Thanks for showing what you are doing. At least I know you are following some process.

I'm going to ignore it. I don't have the textbook (not even its name) handy, so I'm not prepared to compare its approach to what follows. I'll leave that to you.

All I can do is follow an approach I imagine I know.

Sallen-Key

I can see that you are using one of the standard 2nd order Sallen-Key low-pass filter topologies. So that gives me a starting point as I actually do have their paper and have read it more than a few times. (I'm slower than some, so it takes me time to let things sink in.)

Let's look at this 2nd order Sallen-Key low-pass filter topology:

schematic

simulate this circuit – Schematic created using CircuitLab

If we assume that \$R_1=R_2=R\$ and \$C_1=C_2=C\$ (equal value components for those) then we find that \$\omega_{_0}=\frac1{R\,C}\$, which is expected.

But more curiously that \$2\zeta=2-\frac{R_4}{R_3}\$. We also know that the gain is \$k_i=1+\frac{R_4}{R_3}\$. So it appears that the ratio \$\frac{R_4}{R_3}\$ simultaneously impacts both the damping \$\zeta\$ (or \$Q\$) and the gain.

We can't specify that ratio, independently.

Butterworth

The 4th order Butterworth does solve out as having two characteristic equations:

$$s^2 + 1.84775906502257\cdot s + 1.0\\\\s^2 + 0.765366864730179\cdot s + 1.0$$

(These are in analytic form where \$\omega_{_0}=1\$.)

The middle constants you see there represent \$2\zeta\$. So in the first case we know that the ratio \$\frac{R_4}{R_3}\approx 0.152241\$ and in the second case that the ratio \$\frac{R_4}{R_3}\approx 1.234633\$.

This also means that the gain in the first case will be \$k_1\approx 1.152241\$ and in the second case will be \$k_2\approx 2.23463314\$. The combined gain is then \$k_1\cdot k_2\approx 2.57484\$ (or \$+8.215\:\text{dB}\$.)

There's nothing much really to be done about that. The gain comes along for the ride. With this topology you don't get to pick and choose.

These relationships are pretty much set in stone by the definition of a Butterworth. We could make adjustments. But that would mean changing the middle factor in each characteristic equation and the product of the two would no longer match the 4th order Butterworth form.

Design

I don't want to try and design your work product. I don't know enough yet. But it's also not important. The above sets the stage and you should be able to go from there.

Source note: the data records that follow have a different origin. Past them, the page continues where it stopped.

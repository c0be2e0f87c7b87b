use std::fs;
use std::path::Path;
use std::sync::Arc;
use std::time::Duration;

use rayon::prelude::*;
use tracing::{debug, instrument, warn};

use folio_core::{
    Action, Capabilities, Capability, CompletionSink, DocumentError, DocumentInfo,
    DocumentSynopsis, EmbedType, ExportFormat, FontInfo, FontKind, Generator, InfoKey,
    MessageLevel, ObjectKind, ObjectRect, Page, PageSize, PageStore, PixmapJob, PrintTarget,
    Result, StandardExportFormat, TextLayout, TextSettings,
};

use crate::book::TextBook;
use crate::grid::Grid;
use crate::render::rasterize;

pub const FONT_NAME: &str = "Monospace";

/// Plain text and markdown backend with monospace, fixed-grid pages.
pub struct TextGenerator {
    settings: TextSettings,
    markdown: bool,
    grid: Grid,
    book: Option<Arc<TextBook>>,
    info: DocumentInfo,
}

impl TextGenerator {
    pub fn new(settings: TextSettings, markdown: bool) -> Self {
        let grid = Grid::new(&settings);
        Self {
            settings,
            markdown,
            grid,
            book: None,
            info: DocumentInfo::new(),
        }
    }

    fn book(&self) -> Result<&Arc<TextBook>> {
        self.book.as_ref().ok_or(DocumentError::NotOpened)
    }

    fn mime_type(&self) -> &'static str {
        if self.markdown {
            "text/markdown"
        } else {
            "text/plain"
        }
    }

    fn build_info(&self, path: &Path, book: &TextBook) -> DocumentInfo {
        let mut info = DocumentInfo::new();
        let title = book
            .titles
            .first()
            .map(|title| title.text.clone())
            .or_else(|| {
                path.file_stem()
                    .map(|stem| stem.to_string_lossy().into_owned())
            })
            .unwrap_or_default();
        info.set(InfoKey::Title, title);
        info.set(InfoKey::MimeType, self.mime_type());
        info.set(InfoKey::Pages, book.page_count().to_string());
        info.set_custom("words", "Words", book.word_count.to_string());
        info
    }
}

fn read_text(path: &Path, sink: &CompletionSink) -> Result<String> {
    let bytes = fs::read(path).map_err(|err| DocumentError::open(path, err.to_string()))?;
    if bytes.contains(&0) {
        return Err(DocumentError::open(path, "file looks binary"));
    }
    match String::from_utf8(bytes) {
        Ok(text) => Ok(text),
        Err(err) => {
            warn!(path = %path.display(), "replacing invalid UTF-8 sequences");
            sink.message(
                MessageLevel::Warning,
                "The document is not valid UTF-8; some characters were replaced.",
                Some(Duration::from_secs(5)),
            );
            Ok(String::from_utf8_lossy(err.as_bytes()).into_owned())
        }
    }
}

impl Generator for TextGenerator {
    fn name(&self) -> &str {
        "text"
    }

    fn capabilities(&self) -> Capabilities {
        let mut capabilities: Capabilities = [
            Capability::TextExtraction,
            Capability::PrintNative,
            Capability::PrintToFile,
            Capability::FontInfo,
            Capability::PageSizes,
        ]
        .into_iter()
        .collect();
        if self.settings.threaded {
            capabilities.insert(Capability::Threaded);
        }
        capabilities
    }

    #[instrument(skip(self, path, pages, sink), fields(path = %path.display()))]
    fn load_document(&mut self, path: &Path, pages: &mut PageStore, sink: &CompletionSink) -> Result<()> {
        let text = read_text(path, sink)?;
        let book = TextBook::paginate(text, &self.settings, self.markdown);

        pages.resize(book.page_count(), self.grid.page_width(), self.grid.page_height());
        for index in 0..book.page_count() {
            let objects: Vec<ObjectRect> = book
                .links
                .iter()
                .filter(|link| link.page == index)
                .map(|link| ObjectRect {
                    kind: ObjectKind::Action(Action::Browse(link.url.clone())),
                    area: self.grid.span(link.start, link.end, link.line),
                })
                .collect();
            let page = pages.page_mut(index)?;
            page.set_label((index + 1).to_string());
            page.set_object_rects(objects);
        }

        debug!(pages = book.page_count(), titles = book.titles.len(), "paginated");
        self.info = self.build_info(path, &book);
        self.book = Some(Arc::new(book));
        Ok(())
    }

    fn close_document(&mut self) -> Result<()> {
        self.book = None;
        self.info = DocumentInfo::new();
        Ok(())
    }

    fn generate_pixmap(&mut self, job: PixmapJob, sink: &CompletionSink) {
        let book = match self.book() {
            Ok(book) => Arc::clone(book),
            Err(err) => {
                sink.deliver(job, Err(err));
                return;
            }
        };
        let grid = self.grid;
        let render = move |job: PixmapJob, sink: CompletionSink| {
            let page = job.request.page;
            let links: Vec<_> = book.links.iter().filter(|link| link.page == page).collect();
            let result = if page < book.page_count() {
                Ok(rasterize(
                    book.lines(page),
                    &links,
                    &grid,
                    job.request.width,
                    job.request.height,
                ))
            } else {
                Err(DocumentError::page_not_found(page))
            };
            sink.deliver(job, result);
        };

        let sink = sink.clone();
        if self.settings.threaded {
            rayon::spawn(move || render(job, sink));
        } else {
            render(job, sink);
        }
    }

    fn text_page(&mut self, page: &Page) -> Result<TextLayout> {
        let book = self.book()?;
        let number = page.number();
        if number >= book.page_count() {
            return Err(DocumentError::page_not_found(number));
        }
        let mut layout = TextLayout::new();
        for (row, line) in book.lines(number).iter().enumerate() {
            if row > 0 {
                layout.append("\n", Default::default());
            }
            for (column, c) in line.chars().enumerate() {
                layout.append(c.to_string(), self.grid.cell(column, row));
            }
        }
        Ok(layout)
    }

    fn document_info(&self) -> Option<DocumentInfo> {
        self.book.as_ref().map(|_| self.info.clone())
    }

    fn document_synopsis(&self) -> Option<DocumentSynopsis> {
        self.book.as_ref()?.synopsis(&self.grid)
    }

    fn meta_data(&self, key: &str) -> Option<String> {
        match key {
            "DocumentTitle" => self.info.get(InfoKey::Title).map(str::to_owned),
            _ => None,
        }
    }

    fn export_formats(&self) -> Vec<ExportFormat> {
        vec![ExportFormat::standard(StandardExportFormat::PlainText)]
    }

    #[instrument(skip(self, path, format), fields(path = %path.display(), format = %format.mime_type))]
    fn export_to(&mut self, path: &Path, format: &ExportFormat) -> Result<()> {
        if format.mime_type != "text/plain" {
            return Err(DocumentError::UnsupportedFormat(format.mime_type.clone()));
        }
        let book = self.book()?;
        fs::write(path, &book.source)?;
        Ok(())
    }

    fn fonts(&mut self, page: usize) -> Result<Vec<FontInfo>> {
        let book = self.book()?;
        if page >= book.page_count() {
            return Err(DocumentError::page_not_found(page));
        }
        Ok(vec![FontInfo {
            name: FONT_NAME.to_owned(),
            kind: FontKind::Unknown,
            embed: EmbedType::NotEmbedded,
            file: None,
        }])
    }

    fn print(&mut self, pages: &PageStore, target: &mut dyn PrintTarget) -> Result<()> {
        let book = Arc::clone(self.book()?);
        let resolution = target.resolution();
        let wanted: Vec<&Page> = pages
            .iter()
            .filter(|page| page.number() < book.page_count() && target.wants_page(page.number()))
            .collect();

        let grid = self.grid;
        let rendered: Vec<_> = wanted
            .par_iter()
            .map(|page| {
                let number = page.number();
                let links: Vec<_> = book.links.iter().filter(|link| link.page == number).collect();
                let width = (page.width() * resolution).round().max(1.0) as u32;
                let height = (page.height() * resolution).round().max(1.0) as u32;
                (number, rasterize(book.lines(number), &links, &grid, width, height))
            })
            .collect();

        for (number, pixmap) in rendered {
            target.emit_page(number, pixmap)?;
        }
        Ok(())
    }

    fn page_sizes(&self) -> Vec<PageSize> {
        vec![
            PageSize {
                name: "A4".into(),
                width: 595.0,
                height: 842.0,
            },
            PageSize {
                name: "Letter".into(),
                width: 612.0,
                height: 792.0,
            },
        ]
    }

    /// The text grid is laid out in normalized space, so only the page
    /// geometry changes.
    fn page_size_changed(&mut self, size: &PageSize) -> Result<()> {
        if !self.page_sizes().contains(size) {
            return Err(DocumentError::UnsupportedFormat(size.name.clone()));
        }
        debug!(size = %size.name, "page size changed");
        Ok(())
    }
}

So, I just happen to want to set the capacitors, first. (They have fewer choices per decade than resistors, anyway.) Let's set \$C=33\:\text{nF}\$. Now, I have decided to also like \$f_{_0}=400\:\text{Hz}\$. From this, I find that \$R= 12\:\text{k}\Omega\$ gets close. As a result \$f_{_0}=401.9\:\text{Hz}\$. Close enough.

Now, there's an issue about that ratio \$\frac{R_4}{R_3}\$. How do I pick values? We could dig into input bias currents and the impedance seen by both opamp inputs. That's for another day. For now, I feel a solution towards getting an \$R_4\$ value of about half of \$12\:\text{k}\Omega\$ for the 1st stage is good enough and it says that I will need \$R_3\approx 39\:\text{k}\Omega\$.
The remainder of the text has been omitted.